As Sandy strikes, another big data opportunity emerges

As post-tropical storm Sandy continues to hammer the east coast of the United States, big data companies are coming out of the woodwork to show everyone how smart their tools are in helping predict and prepare for similar situations. Here are a few examples:

  • Google: Google might be the biggest big data company of them all, and it used everything in its toolbox yesterday to create probably the most comprehensive tool available for tracking Sandy’s progress — its Superstorm Sandy Crisis Map. Not only does it collect, display and layer weather data from a number of sources, but it also includes video feeds from various locations, evacuation routes, emergency centers and traffic conditions (note: embedded map is interactive).

  • Palantir: Secretive Palo Alto, Calif.-based startup Palantir doesn’t often talk about what it’s up to, but customer Direct Relief issued a press release on Monday explaining how Palantir’s technology helps the agency prepare — and continue to monitor — its efforts to donate medical supplies ahead of storms, including Sandy. Here’s how it explained its efforts heading into yesterday’s landfall:

“Working with analytical and data visualization tools from technology partner, Palantir, Direct Relief is able to to pinpoint clinic partners located in socially vulnerable areas and in flood risk zones near Hurricane Sandy’s path. Palantir’s tools allow Direct Relief to pull together massive amounts of information sources into a common framework to better understand, visualize, plan, and manage for complex emergencies in near real-time.

“… Offers of supplies were sent to more than 300 partners in the path of the storm and along evacuation routes.”
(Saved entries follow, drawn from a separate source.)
//! Output checking
//!
//! Compares program output against an expected file, character by
//! character, after filtering both streams through the ignore rules.
//! Diagnostics carry the first mismatch with a 1-based line and column
//! counted over the actual output as filtered.

use std::fs::File;
use std::io::{self, BufReader, Read};
use std::path::Path;

/// Verdict from comparing one output file against its expectation.
#[derive(Clone, Debug)]
pub struct Comparison {
    pub passed: bool,
    /// Explanation of a failure; `None` on a pass.
    pub detail: Option<String>,
}

impl Comparison {
    fn pass() -> Self {
        Self {
            passed: true,
            detail: None,
        }
    }

    fn fail(detail: String) -> Self {
        Self {
            passed: false,
            detail: Some(detail),
        }
    }
}

/// Position within the actual output stream, advanced per filtered
/// character. Columns restart at 0 after every newline.
struct Cursor {
    line: u32,
    col: u32,
}

impl Cursor {
    fn start() -> Self {
        Self { line: 1, col: 0 }
    }

    fn advance(&mut self, byte: u8) {
        self.col += 1;
        if byte == b'\n' {
            self.line += 1;
            self.col = 0;
        }
    }
}

/// Filtered character comparison with configurable tolerances.
#[derive(Clone, Debug, Default)]
pub struct OutputChecker {
    ignore_whitespace: bool,
    ignore_extras: bool,
    ignore_truncation: bool,
    ignored_chars: String,
}

impl OutputChecker {
    pub fn new() -> Self {
        Self::default()
    }

    /// Skip every non-graphic character (spaces, tabs, newlines, controls)
    /// on both sides before comparing.
    pub fn ignore_whitespace(mut self) -> Self {
        self.ignore_whitespace = true;
        self
    }

    /// Skip this character on both sides; repeatable.
    pub fn ignore_char(mut self, c: char) -> Self {
        self.ignored_chars.push(c);
        self
    }

    /// Skip every character of `chars` on both sides.
    pub fn ignore_chars(mut self, chars: &str) -> Self {
        self.ignored_chars.push_str(chars);
        self
    }

    /// Tolerate actual output continuing past the end of the expected text.
    pub fn ignore_extra_output(mut self) -> Self {
        self.ignore_extras = true;
        self
    }

    /// Tolerate actual output stopping short of the expected text.
    pub fn ignore_truncated_output(mut self) -> Self {
        self.ignore_truncation = true;
        self
    }

    /// Compare the file at `actual_path` against `expected_path`.
    ///
    /// An empty `expected_path` means the program is expected to produce no
    /// output (after filtering). A non-empty path that cannot be opened is
    /// a failed comparison, not a harness error. An unreadable actual file
    /// counts as empty output.
    pub fn compare(&self, expected_path: &str, actual_path: &Path) -> Comparison {
        let expected: Box<dyn Read> = if expected_path.is_empty() {
            Box::new(io::empty())
        } else {
            match File::open(expected_path) {
                Ok(file) => Box::new(file),
                Err(err) => {
                    return Comparison::fail(format!(
                        "Could not open expected output file {expected_path} for reading: {err}"
                    ));
                }
            }
        };
        let actual: Box<dyn Read> = match File::open(actual_path) {
            Ok(file) => Box::new(file),
            Err(_) => Box::new(io::empty()),
        };
        self.compare_streams(expected, actual)
    }

    fn compare_streams(&self, expected: Box<dyn Read>, actual: Box<dyn Read>) -> Comparison {
        let mut expected = BufReader::new(expected).bytes();
        let mut actual = BufReader::new(actual).bytes();
        let mut cursor = Cursor::start();

        let mut exp = self.next_kept(&mut expected, None);
        let mut act = self.next_kept(&mut actual, Some(&mut cursor));

        // Either stream empty after filtering is its own diagnostic.
        match (exp, act) {
            (None, None) => return Comparison::pass(),
            (None, Some(a)) => {
                if self.ignore_extras {
                    return Comparison::pass();
                }
                return Comparison::fail(format!("Expected no output, got {}", visible(a)));
            }
            (Some(e), None) => {
                if self.ignore_truncation {
                    return Comparison::pass();
                }
                return Comparison::fail(format!("Expected {}, got no output", visible(e)));
            }
            (Some(_), Some(_)) => {}
        }

        while let (Some(e), Some(a)) = (exp, act) {
            cursor.col += 1;
            if e != a {
                return Comparison::fail(format!(
                    "Expected {}, got {} on line {} Col {}",
                    visible(e),
                    visible(a),
                    cursor.line,
                    cursor.col
                ));
            }
            if a == b'\n' {
                cursor.line += 1;
                cursor.col = 0;
            }
            exp = self.next_kept(&mut expected, None);
            act = self.next_kept(&mut actual, Some(&mut cursor));
        }

        match (exp, act) {
            (None, Some(_)) if !self.ignore_extras => {
                Comparison::fail("Got more output than expected".to_string())
            }
            (Some(_), None) if !self.ignore_truncation => {
                Comparison::fail("Got less output than expected".to_string())
            }
            _ => Comparison::pass(),
        }
    }

    /// Next byte that survives the ignore rules. Skipped bytes still move
    /// the cursor. A read error ends the stream.
    fn next_kept<R: Read>(
        &self,
        bytes: &mut io::Bytes<BufReader<R>>,
        mut cursor: Option<&mut Cursor>,
    ) -> Option<u8> {
        for byte in bytes {
            let b = match byte {
                Ok(b) => b,
                Err(_) => return None,
            };
            if !self.is_ignored(b) {
                return Some(b);
            }
            if let Some(cursor) = cursor.as_deref_mut() {
                cursor.advance(b);
            }
        }
        None
    }

    fn is_ignored(&self, byte: u8) -> bool {
        if self.ignore_whitespace && !byte.is_ascii_graphic() {
            return true;
        }
        self.ignored_chars.contains(byte as char)
    }
}

/// Printable rendering of a byte for diagnostics.
fn visible(byte: u8) -> String {
    let c = byte as char;
    if c.is_ascii_graphic() {
        c.to_string()
    } else {
        format!("'{}'", c.escape_default())
    }
}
  • SiSense: SiSense is a business intelligence startup headquartered in Tel Aviv, Israel, that boasts one of the fastest in-memory data analysis platforms around. On Monday, the company showed off what its product, called Prism, can do with a little weather data. The resulting interactive dashboard — which the company claims took less than an hour to build and uses open data from — won’t help anybody track Sandy’s progress, but could help companies looking to avoid natural disasters find the safest places to locate their companies or critical data center assets.

  • Datum Companies: A Greenwich, Conn., company called Datum Companies on Friday (we’ll assume the timing isn’t entirely coincidental) launched its flagship catastrophe-prediction platform called Eurus. Designed for customers in the insurance industries, the cloud service uses a variety of advanced statistical methods, as well as machine learning algorithms, to predict the likelihood of and monetary losses associated with natural disasters. Built on the Cassandra NoSQL database, the platform stores and collects billions of data points that it uses to train its predictive models.

Of course, parties interested in turning a profit aren’t the only ones whose data expertise proves effective in the case of natural disasters. We might also start paying more attention to the computer models from meteorology researchers, which proved remarkably accurate in predicting Sandy’s evolution from a coastal hurricane into an inland post-tropical storm. Assuming new, better satellites do actually launch later this decade to power future models, they might combine with next-generation commercial big data products and open data sets to provide some very useful data about how and when disasters will hit, how bad the effects might be, and how best to prepare.